Glossary of Spiritual Wisdom

From the teachings of A.H. Almaas

What is Inner Perception?

Diamond Approach Teachings About: Inner Perception

Direct Recognition of the Conscious Presence, which is the Soul

However, in the course of many meditative and some philosophical approaches to knowledge, we begin to move from this conventional view, to challenge this assumption of a separate observer. When we say, “I feel compassionate,” or “I have a headache,” or even “I see a dog,” we know we can become clearer about what is this compassion, where in the head it hurts, or what sort of dog we are seeing. But the “I” who is feeling or hurting or seeing is, as we said, usually vague and in the background. We don’t think to ask, what is this “I” who feels or hurts or sees? This is a central element in many paths: beginning to explore what is the location of experience, and to appreciate the field of awareness itself as the ground and medium of perception and experience. Direct recognition of the conscious presence, which is the soul, gives us a new ability to understand our capacity for inner perception. When we recognize that this field is a presence that is ontologically more fundamental than inner content, we understand that the content must be arising within this field. Inner content does not enter consciousness from somewhere else. It arises in the field of consciousness itself, as the field modifying itself at the particular region the content arises. In other words, content arises within the field of consciousness as part of the field. Content is composed of particular forms the consciousness assumes at certain regions of its presence. Such a form could be a feeling, like warm kindness or anger. It can be a thought, a word, or a string of words. It can be an image, with or without colors. It can be inner movement, as in the kinesthetic sense. It can be inner sounds, tastes, or smells, as in imagination or memory. All these are inner forms that arise in our consciousness. We normally think of them as entering our consciousness, happening to us, or that we actively produce them. We do not see them as forms arising through our inner field of consciousness plastically changing itself to create them out of its very substance. We do not see this process of inner creation because we are not in touch with the field directly, so we end up perceiving only the forms it takes. By coming in touch with the inner field of presence, we have the wonderful opportunity of seeing how our consciousness functions to create its own inner forms. 

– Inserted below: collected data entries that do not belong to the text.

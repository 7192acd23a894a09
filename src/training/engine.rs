//! Training engine: dataset → fitted pipeline artifact

use crate::artifact::{ArtifactMetadata, PipelineArtifact};
use crate::dataset::{load_dataset, target_vector, validate_training_frame};
use crate::error::Result;
use crate::preprocessing::ColumnPreprocessor;
use crate::schema::{FeatureSchema, TARGET_COLUMN};
use super::{ModelMetrics, XGBoostConfig, XGBoostRegressor};
use ndarray::{Array1, Array2, Axis};
use polars::prelude::*;
use rand::prelude::*;
use rand_xoshiro::Xoshiro256PlusPlus;
use serde::{Deserialize, Serialize};
use std::path::Path;
use std::time::Instant;
use tracing::{info, warn};

/// Training run configuration
#[derive(Debug, Clone, PartialEq, Serialize, Deserialize)]
pub struct TrainingConfig {
    pub schema: FeatureSchema,
    pub model: XGBoostConfig,
    /// Fraction of rows held out for evaluation
    pub test_size: f64,
    /// Seed of the holdout shuffle
    pub split_seed: u64,
}

impl Default for TrainingConfig {
    fn default() -> Self {
        Self {
            schema: FeatureSchema::default(),
            model: XGBoostConfig::default(),
            test_size: 0.2,
            split_seed: 42,
        }
    }
}

impl TrainingConfig {
    pub fn new() -> Self {
        Self::default()
    }

    /// Builder method to replace booster hyperparameters
    pub fn with_model(mut self, model: XGBoostConfig) -> Self {
        self.model = model;
        self
    }
}

/// Shuffled train/holdout row indices.
///
/// Holdout size is `ceil(n * test_size)`, so any positive fraction of a
/// non-trivial dataset holds out at least one row.
pub fn train_test_indices(n: usize, test_size: f64, seed: u64) -> (Vec<usize>, Vec<usize>) {
    let mut indices: Vec<usize> = (0..n).collect();
    let mut rng = Xoshiro256PlusPlus::seed_from_u64(seed);
    indices.shuffle(&mut rng);

    let n_test = ((n as f64) * test_size.clamp(0.0, 1.0)).ceil() as usize;
    let n_test = n_test.min(n.saturating_sub(1));
    let test = indices.split_off(n - n_test);
    (indices, test)
}

/// Fits the preprocessor and booster and bundles them
#[derive(Debug, Clone)]
pub struct TrainEngine {
    config: TrainingConfig,
}

impl TrainEngine {
    pub fn new(config: TrainingConfig) -> Self {
        Self { config }
    }

    pub fn config(&self) -> &TrainingConfig {
        &self.config
    }

    /// Load the CSV at `path` and fit on it
    pub fn fit_path(&self, path: &Path) -> Result<PipelineArtifact> {
        let df = load_dataset(path, &self.config.schema)?;
        self.fit(&df)
    }

    /// Fit on an in-memory block model frame
    pub fn fit(&self, df: &DataFrame) -> Result<PipelineArtifact> {
        let start = Instant::now();
        validate_training_frame(df, &self.config.schema)?;

        // Preprocessor is fit on every row, then the matrix is split
        let mut preprocessor = ColumnPreprocessor::new(self.config.schema.clone());
        let x = preprocessor.fit_transform(df)?;
        let y = target_vector(df)?;

        let (train_idx, test_idx) = train_test_indices(x.nrows(), self.config.test_size, self.config.split_seed);
        let (x_train, y_train) = take_rows(&x, &y, &train_idx);
        let (x_test, y_test) = take_rows(&x, &y, &test_idx);

        info!(
            rows = x.nrows(),
            n_train = train_idx.len(),
            n_holdout = test_idx.len(),
            n_features = x.ncols(),
            n_estimators = self.config.model.n_estimators,
            "Training booster"
        );

        let mut model = XGBoostRegressor::new(self.config.model.clone());
        model.fit(&x_train, &y_train)?;

        let holdout_metrics = if test_idx.is_empty() {
            warn!("Holdout set is empty, skipping evaluation");
            None
        } else {
            let y_pred = model.predict(&x_test)?;
            ModelMetrics::compute_regression(&y_test, &y_pred)
        };
        if let Some(m) = &holdout_metrics {
            info!(r2 = m.r2, mae = m.mae, rmse = m.rmse, n = m.n_samples, "Holdout evaluation");
        }

        let metadata = ArtifactMetadata {
            target: TARGET_COLUMN.to_string(),
            created_at: chrono::Utc::now().to_rfc3339(),
            n_train: train_idx.len(),
            n_holdout: test_idx.len(),
            holdout_metrics,
        };

        info!(elapsed_secs = start.elapsed().as_secs_f64(), "Training finished");
        Ok(PipelineArtifact::new(preprocessor, model, metadata))
    }
}

/// Train with the fixed default configuration
pub fn train(dataset_path: &Path) -> Result<PipelineArtifact> {
    TrainEngine::new(TrainingConfig::default()).fit_path(dataset_path)
}

/// Train and write the artifact. Nothing is written if training fails.
pub fn train_and_save(dataset_path: &Path, artifact_path: &Path, config: TrainingConfig) -> Result<PipelineArtifact> {
    let artifact = TrainEngine::new(config).fit_path(dataset_path)?;
    artifact.save(artifact_path)?;
    Ok(artifact)
}

fn take_rows(x: &Array2<f64>, y: &Array1<f64>, rows: &[usize]) -> (Array2<f64>, Array1<f64>) {
    (x.select(Axis(0), rows), y.select(Axis(0), rows))
}

#[cfg(test)]
mod tests {
    use super::*;
    use crate::dataset::synthetic_block_model;
    use crate::error::BlockProfitError;

    fn quick_config() -> TrainingConfig {
        TrainingConfig::new().with_model(XGBoostConfig {
            n_estimators: 40,
            learning_rate: 0.2,
            ..Default::default()
        })
    }

    #[test]
    fn test_split_sizes() {
        let (train, test) = train_test_indices(100, 0.2, 42);
        assert_eq!(train.len(), 80);
        assert_eq!(test.len(), 20);

        let (train, test) = train_test_indices(101, 0.2, 42);
        assert_eq!(train.len(), 80);
        assert_eq!(test.len(), 21);
    }

    #[test]
    fn test_split_is_a_seeded_partition() {
        let (train, test) = train_test_indices(50, 0.2, 7);
        let mut all: Vec<usize> = train.iter().chain(test.iter()).copied().collect();
        all.sort_unstable();
        assert_eq!(all, (0..50).collect::<Vec<_>>());
        assert_eq!(train_test_indices(50, 0.2, 7), (train, test));
    }

    #[test]
    fn test_split_keeps_a_training_row() {
        let (train, test) = train_test_indices(1, 0.2, 42);
        assert_eq!(train, vec![0]);
        assert!(test.is_empty());
    }

    #[test]
    fn test_fit_produces_consistent_artifact() {
        let df = synthetic_block_model(80, 9).unwrap();
        let artifact = TrainEngine::new(quick_config()).fit(&df).unwrap();

        assert_eq!(artifact.schema(), FeatureSchema::default());
        assert_eq!(artifact.model.n_trees(), 40);
        assert_eq!(artifact.model.n_features(), 11);
        assert_eq!(artifact.metadata.n_train, 64);
        assert_eq!(artifact.metadata.n_holdout, 16);
        assert!(artifact.metadata.holdout_metrics.is_some());
    }

    #[test]
    fn test_fit_rejects_missing_columns() {
        let df = synthetic_block_model(20, 1).unwrap().drop(TARGET_COLUMN).unwrap();
        assert!(matches!(
            TrainEngine::new(quick_config()).fit(&df),
            Err(BlockProfitError::MissingColumns(_))
        ));
    }

    #[test]
    fn test_missing_dataset_writes_nothing() {
        let dir = tempfile::tempdir().unwrap();
        let artifact_path = dir.path().join("pipeline.json");
        let err = train_and_save(&dir.path().join("absent.csv"), &artifact_path, quick_config()).unwrap_err();
        assert!(matches!(err, BlockProfitError::DatasetMissing(_)));
        assert!(!artifact_path.exists());
    }
}
//! Regression metrics for holdout evaluation

use ndarray::Array1;
use serde::{Deserialize, Serialize};

/// Holdout scores of a fitted model
#[derive(Debug, Clone, Default, PartialEq, Serialize, Deserialize)]
pub struct ModelMetrics {
    /// Mean Squared Error
    pub mse: f64,
    /// Root Mean Squared Error
    pub rmse: f64,
    /// Mean Absolute Error
    pub mae: f64,
    /// R-squared
    pub r2: f64,
    /// Number of evaluated rows
    pub n_samples: usize,
}

impl ModelMetrics {
    /// `None` when there is nothing to evaluate
    pub fn compute_regression(y_true: &Array1<f64>, y_pred: &Array1<f64>) -> Option<Self> {
        if y_true.is_empty() || y_true.len() != y_pred.len() {
            return None;
        }

        let n = y_true.len() as f64;
        let errors: Vec<f64> = y_true
            .iter()
            .zip(y_pred.iter())
            .map(|(t, p)| t - p)
            .collect();

        let mse: f64 = errors.iter().map(|e| e * e).sum::<f64>() / n;
        let mae: f64 = errors.iter().map(|e| e.abs()).sum::<f64>() / n;

        let y_mean: f64 = y_true.iter().sum::<f64>() / n;
        let ss_tot: f64 = y_true.iter().map(|y| (y - y_mean).powi(2)).sum();
        let ss_res: f64 = errors.iter().map(|e| e.powi(2)).sum();
        let r2 = if ss_tot > 0.0 { 1.0 - ss_res / ss_tot } else { 0.0 };

        Some(Self {
            mse,
            rmse: mse.sqrt(),
            mae,
            r2,
            n_samples: y_true.len(),
        })
    }
}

If You Use the other Capacities of Inner Perception but Not the Inner Touch, You Won’t be Embodying Essence

Any of the subtle capacities provides our experience in general, and inquiry in particular, with a discrimination that wasn’t available before, a discrimination that is necessary for our understanding to go beyond the physical and emotional realms. How can our inquiry penetrate the essential realm if we don’t have the capacity to perceive that realm and discern its characteristics? With the inner touch, you can discern each aspect and differentiate it from the others. You can also distinguish each whole dimension of Being from the others by using this capacity to discriminate essential sensation. The inner touch is also necessary for the embodiment of Essence. If you use the other capacities of inner perception but not the inner touch, you won’t be embodying Essence. You will be experiencing it more psychically—perhaps as an image, sound, or smell—in a disembodied fashion. This points to the fact that essential presence, and the presence of the soul itself, has a texture. We say that the soul sometimes feels like a flowing plasma. Plasma is physical; it has substance and texture. When the soul is transformed by an essential state, this texture of the presence may get smoother to the point of complete fluidity, so that it feels just like mercury. At another time, it cleanses all of you and feels like a delicate, pure oil, which is the essential anointing of the soul. 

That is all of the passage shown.